Photography as practice-led research 

 

The series of photographs by Jim Harold seen in this exposition result from fieldwork undertaken between 1998–2005, with permission from the UN, in Cyprus’ de-militarised Buffer Zone.[1] The series has subsequently been expanded through further fieldwork since 2016.

 

The photographs address memory and the landscape of conflict and seek to engage with the dilemma of aesthetics and politics. The images intentionally resist literal and figurative interpretations and deliberately frame every element within their content as having no more or less significance. So, within the now re-wilded landscape, everything seems ‘natural’ or matter of fact, including bullet-pocked walls, wire fences marking a mine field, territorial flags, and domestic remnants. By paring back the emotional rhetoric of each photograph – presenting an unembellished image – each depiction presents a kind of document that acknowledges the detached and ruptured world captured within the Buffer Zone:  neither a theatrical space, nor an incontrovertible truth, but something that acknowledges both the construct of the Zone and the unknowability behind its appearance.

 

In a very real sense these images of Cyprus are the material trace of the act of an archaeological enquiry into the present. A present represented by successive visits to the Island and to many of the sites depicted. As such each image acknowledges that the present is very much attached to events occurring 40 years ago and earlier; whether that of the Turkish invasion or the earlier relics of Ottoman and British Colonial rule. Events are present across the surface of each image, as both an actual trace – of objects or affects – and as the consequence of former histories. 

 

The photographs do not, however, allude solely to the past. They evidence the currency of change due to human action, neglect, time and climate. These images also document an evolving archive of things turned away from, lost or left: a random and pervasive collection of cultural detritus.[2] Each photograph is, then, not simply a post-event nostalgic object, as some theorists might suggest. Rather, it is a melancholy thing – occupying  the territory between reportage and the gallery – that, through its aesthetic qualities, denies narrative closure. 

 

The photographs, now curious relics, ally themselves to time, the nature of events, and the cut in time represented by the Buffer Zone itself. A caesura that is also a hemi-stitch between the edges and margins of each nation state.  Within this space we are located in Yves Bonnefoy’s ‘present’ that is filled with a profound sense, simultaneously, of uncertainty and of becoming[3]. In these terms, this landscape cannot be reduced simply to a conventional sense of ‘place’ as a fixed entity[4] – which would imply a state of belonging or of loss (with the attendant thoughts of nostalgia). Instead, the viewer is held in a state of uncertainty where, to quote Jean-François Lyotard, they: “[…] are no longer simply its hostage but its lost traveller.”[5] Interpreted in this way, both the border and the image cease to be limits or fixed points but become permeable spaces where meaning becomes dynamically other.

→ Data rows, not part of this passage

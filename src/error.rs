use actix_web::{http::StatusCode, HttpResponse, ResponseError};
use serde::Serialize;

use crate::repo::RepoError;

#[derive(Debug, Serialize, utoipa::ToSchema)]
pub struct ApiErrorBody {
    pub error: String,
}

#[derive(thiserror::Error, Debug)]
pub enum ApiError {
    #[error("{0}")] BadRequest(String),
    #[error("unauthorized")] Unauthorized,
    #[error("forbidden")] Forbidden,
    #[error("not found")] NotFound,
    #[error("conflict")] Conflict,
    #[error("payload too large")] PayloadTooLarge,
    #[error("too many requests")] TooManyRequests,
    #[error("internal error")] Internal,
}

impl ApiError {
    pub fn bad_request(msg: impl Into<String>) -> Self {
        ApiError::BadRequest(msg.into())
    }
}

impl From<RepoError> for ApiError {
    fn from(e: RepoError) -> Self {
        match e {
            RepoError::NotFound => ApiError::NotFound,
            RepoError::Conflict => ApiError::Conflict,
            RepoError::Forbidden => ApiError::Forbidden,
            RepoError::Invalid(msg) => ApiError::BadRequest(msg),
            RepoError::Internal(detail) => {
                tracing::error!(%detail, "store failure");
                ApiError::Internal
            }
        }
    }
}

impl ResponseError for ApiError {
    fn status_code(&self) -> StatusCode {
        match self {
            ApiError::BadRequest(_) => StatusCode::BAD_REQUEST,
            ApiError::Unauthorized => StatusCode::UNAUTHORIZED,
            ApiError::Forbidden => StatusCode::FORBIDDEN,
            ApiError::NotFound => StatusCode::NOT_FOUND,
            ApiError::Conflict => StatusCode::CONFLICT,
            ApiError::PayloadTooLarge => StatusCode::PAYLOAD_TOO_LARGE,
            ApiError::TooManyRequests => StatusCode::TOO_MANY_REQUESTS,
            ApiError::Internal => StatusCode::INTERNAL_SERVER_ERROR,
        }
    }

    fn error_response(&self) -> HttpResponse {
        HttpResponse::build(self.status_code()).json(ApiErrorBody { error: self.to_string() })
    }
}

/// Turns malformed JSON bodies into the usual `{"error": ..}` 400.
pub fn json_error_handler(
    err: actix_web::error::JsonPayloadError,
    _req: &actix_web::HttpRequest,
) -> actix_web::Error {
    ApiError::BadRequest(format!("invalid json: {err}")).into()
}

[1] Photographs from this series have been exhibited and published, as follows:

1998        Desert: Between the lines, at the limits: Portfolio Gallery, Edinburgh. Comprising new work made in the Cyprus Buffer Zone and the Egyptian Desert. Funded by The Leverhulme Trust and SoFA Research Committee.

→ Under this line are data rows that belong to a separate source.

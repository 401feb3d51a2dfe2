//! Deciding who hears about an action.
//!
//! Stores call [`plan`] inside the same transaction that records the action
//! and insert the result with insert-or-ignore semantics on
//! `(user_id, actor_id, kind, target_id)`.

use crate::models::{Id, LikeTarget, NewNotification, Notification, NotificationKind};

/// Entities a notification points at.
#[derive(Debug, Clone, Copy, Default, PartialEq, Eq)]
pub struct Refs {
    pub post_id: Option<Id>,
    pub comment_id: Option<Id>,
    pub reply_id: Option<Id>,
    pub notification_id: Option<Id>,
}

impl Refs {
    pub fn post(post_id: Id) -> Self {
        Self { post_id: Some(post_id), ..Self::default() }
    }

    pub fn comment(post_id: Id, comment_id: Id) -> Self {
        Self { post_id: Some(post_id), comment_id: Some(comment_id), ..Self::default() }
    }

    pub fn reply(post_id: Id, comment_id: Id, reply_id: Id) -> Self {
        Self { post_id: Some(post_id), comment_id: Some(comment_id), reply_id: Some(reply_id), notification_id: None }
    }

    /// References for a like on `target`. `post_id` and `parent_id` describe
    /// where the target lives; `parent_id` only matters for replies.
    pub fn for_like(target: LikeTarget, post_id: Id, parent_id: Option<Id>) -> Self {
        match target {
            LikeTarget::Post(id) => Self::post(id),
            LikeTarget::Comment(id) => Self::comment(post_id, id),
            LikeTarget::Reply(id) => Self {
                post_id: Some(post_id),
                comment_id: parent_id,
                reply_id: Some(id),
                notification_id: None,
            },
        }
    }

    /// A reaction points at the parent notification and inherits what it
    /// referenced, so it goes away together with that content.
    pub fn reaction(parent: &Notification) -> Self {
        Self {
            post_id: parent.post_id,
            comment_id: parent.comment_id,
            reply_id: parent.reply_id,
            notification_id: Some(parent.id),
        }
    }
}

#[derive(Debug, Clone)]
pub struct Event<'a> {
    pub actor_id: Id,
    pub actor_name: &'a str,
    pub recipient_id: Id,
    pub kind: NotificationKind,
    pub refs: Refs,
}

pub fn message(kind: NotificationKind, actor_name: &str) -> String {
    match kind {
        NotificationKind::LikePost => format!("{actor_name} liked your post"),
        NotificationKind::Comment => format!("{actor_name} commented on your post"),
        NotificationKind::LikeComment => format!("{actor_name} liked your comment"),
        NotificationKind::Reply => format!("{actor_name} replied to your comment"),
        NotificationKind::LikeReply => format!("{actor_name} liked your reply"),
        NotificationKind::ReactionToNotification => format!("{actor_name} reacted to your notification"),
    }
}

/// `None` when the actor would be notifying themselves.
pub fn plan(ev: &Event<'_>) -> Option<NewNotification> {
    if ev.actor_id == ev.recipient_id {
        return None;
    }
    Some(NewNotification {
        user_id: ev.recipient_id,
        actor_id: ev.actor_id,
        kind: ev.kind,
        post_id: ev.refs.post_id,
        comment_id: ev.refs.comment_id,
        reply_id: ev.refs.reply_id,
        notification_id: ev.refs.notification_id,
        message: message(ev.kind, ev.actor_name),
    })
}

1998        Desert: Between the lines, at the limits: Portfolio Gallery, Edinburgh. Comprising new work made in the Cyprus Buffer Zone and the Egyptian Desert. Funded by The Leverhulme Trust and SoFA Research Committee.

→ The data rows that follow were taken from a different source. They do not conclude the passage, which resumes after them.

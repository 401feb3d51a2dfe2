use async_trait::async_trait;

use crate::models::*;

pub mod inmem;
pub mod pg;

#[derive(thiserror::Error, Debug)]
pub enum RepoError {
    #[error("not found")] NotFound,
    #[error("conflict")] Conflict,
    #[error("forbidden")] Forbidden,
    #[error("invalid: {0}")] Invalid(String),
    #[error("internal: {0}")] Internal(String),
}

pub type RepoResult<T> = Result<T, RepoError>;

#[async_trait]
pub trait UserRepo: Send + Sync {
    /// Conflict when the username or email is already registered.
    async fn create_user(&self, new: NewUser) -> RepoResult<User>;
    async fn get_user(&self, id: Id) -> RepoResult<User>;
    /// Lookup by username, falling back to email.
    async fn find_user_by_login(&self, login: &str) -> RepoResult<User>;
    async fn username_taken(&self, username: &str) -> RepoResult<bool>;
    async fn update_profile(&self, id: Id, upd: UpdateProfile) -> RepoResult<User>;
}

#[async_trait]
pub trait PostRepo: Send + Sync {
    /// Post, slug, content blocks and tags in one unit.
    async fn create_post(&self, new: NewPost) -> RepoResult<PostDetail>;
    async fn get_post(&self, id: Id) -> RepoResult<PostDetail>;
    /// Newest first.
    async fn list_posts(&self, filter: PostFilter) -> RepoResult<Vec<PostDetail>>;
    async fn update_post(&self, id: Id, actor: Id, upd: UpdatePost) -> RepoResult<PostDetail>;
    /// Removes the post with everything that hangs off it. Returns the image
    /// blocks that went with it so their uploads can be dropped too.
    async fn delete_post(&self, id: Id, actor: Id) -> RepoResult<Vec<ImageBlock>>;
}

#[async_trait]
pub trait SavedPostRepo: Send + Sync {
    async fn save_post(&self, user_id: Id, post_id: Id) -> RepoResult<SavedPost>;
    async fn unsave_post(&self, user_id: Id, post_id: Id) -> RepoResult<()>;
    async fn is_saved(&self, user_id: Id, post_id: Id) -> RepoResult<bool>;
    /// Most recently saved first.
    async fn list_saved_posts(&self, user_id: Id) -> RepoResult<Vec<PostDetail>>;
}

#[async_trait]
pub trait CommentRepo: Send + Sync {
    /// Also notifies the post author.
    async fn create_comment(&self, new: NewComment) -> RepoResult<CommentView>;
    async fn get_comment(&self, id: Id) -> RepoResult<Comment>;
    /// Oldest first, replies nested.
    async fn list_comments(&self, post_id: Id) -> RepoResult<Vec<CommentView>>;
    async fn update_comment(&self, id: Id, actor: Id, content: String) -> RepoResult<Comment>;
    /// Cascades over replies, likes and notifications.
    async fn delete_comment(&self, id: Id, actor: Id) -> RepoResult<()>;
}

#[async_trait]
pub trait ReplyRepo: Send + Sync {
    /// Also notifies the parent comment's author.
    async fn create_reply(&self, new: NewReply) -> RepoResult<ReplyView>;
    async fn get_reply(&self, id: Id) -> RepoResult<ReplyView>;
    async fn list_replies(&self, comment_id: Id) -> RepoResult<Vec<ReplyView>>;
    async fn update_reply(&self, id: Id, actor: Id, content: String) -> RepoResult<Reply>;
    async fn delete_reply(&self, id: Id, actor: Id) -> RepoResult<()>;
}

#[async_trait]
pub trait LikeRepo: Send + Sync {
    /// Conflict on a repeated like; notifies the target's author.
    async fn like(&self, user_id: Id, target: LikeTarget) -> RepoResult<Like>;
    /// NotFound when there is no like to remove.
    async fn unlike(&self, user_id: Id, target: LikeTarget) -> RepoResult<()>;
    async fn like_summary(&self, target: LikeTarget, viewer: Option<Id>) -> RepoResult<LikeSummary>;
}

#[async_trait]
pub trait NotificationRepo: Send + Sync {
    /// Newest first, enriched with actor and target content.
    async fn list_notifications(&self, user_id: Id) -> RepoResult<Vec<NotificationView>>;
    async fn unread_count(&self, user_id: Id) -> RepoResult<i64>;
    /// NotFound unless `user_id` is the recipient.
    async fn mark_read(&self, user_id: Id, id: Id) -> RepoResult<Notification>;
    /// Number of notifications that flipped to read.
    async fn mark_all_read(&self, user_id: Id) -> RepoResult<u64>;
    /// Adds or replaces `user_id`'s reaction and notifies the other party.
    /// NotFound unless `user_id` is the notification's recipient or actor.
    async fn react(&self, user_id: Id, notification_id: Id, kind: String) -> RepoResult<Reaction>;
    /// Oldest first; same visibility rule as [`NotificationRepo::react`].
    async fn list_reactions(&self, user_id: Id, notification_id: Id) -> RepoResult<Vec<Reaction>>;
}

pub trait Repo: UserRepo + PostRepo + SavedPostRepo + CommentRepo + ReplyRepo + LikeRepo + NotificationRepo {}

impl<T> Repo for T where
    T: UserRepo + PostRepo + SavedPostRepo + CommentRepo + ReplyRepo + LikeRepo + NotificationRepo
{
}

/// Trimmed, de-duplicated (first occurrence wins) and without empties.
pub fn normalize_tags(names: &[String]) -> Vec<String> {
    let mut out: Vec<String> = Vec::with_capacity(names.len());
    for name in names.iter().map(|n| n.trim()).filter(|n| !n.is_empty()) {
        if !out.iter().any(|seen| seen == name) {
            out.push(name.to_string());
        }
    }
    out
}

2005        Across a Fractured Land(scape), installation using wall painting texts and photographs, Street Level Photoworks, Glasgow. 

2006        Caesura - Cyprus/Kibris/Kypros,an E-publication commissioned by Proboscis, London for their series entitled Liquid Geographies. A5, 28pp. ISBN 1 901540 36 7.

2016        ‘Caesura:   Cyprus – Kibris – Kypros’, in “The Drouth”, Issue 54 – Interstices, Winter/Spring 2016. ISSN 1474 6190.

2016        CCFT exhibition and Symposium, Department of Architecture, University of Nicosia.

[2] Navaro-Yashin, Yael. The Make-Believe Space:  Affective Geography in a Postwar Polity, Durham & London: Duke University Press, 2012.

[3] Bonnefoy, Yves. The Arrière-pays, Stephen Romer (trans.), London: Seagull Books, 2012 (1972), 170.

[4] Lyotard, Jean-François. ‘Scapeland’, in Andrew Benjamin (ed.), The Lyotard Reader, Oxford:  Blackwell, 1989, 216.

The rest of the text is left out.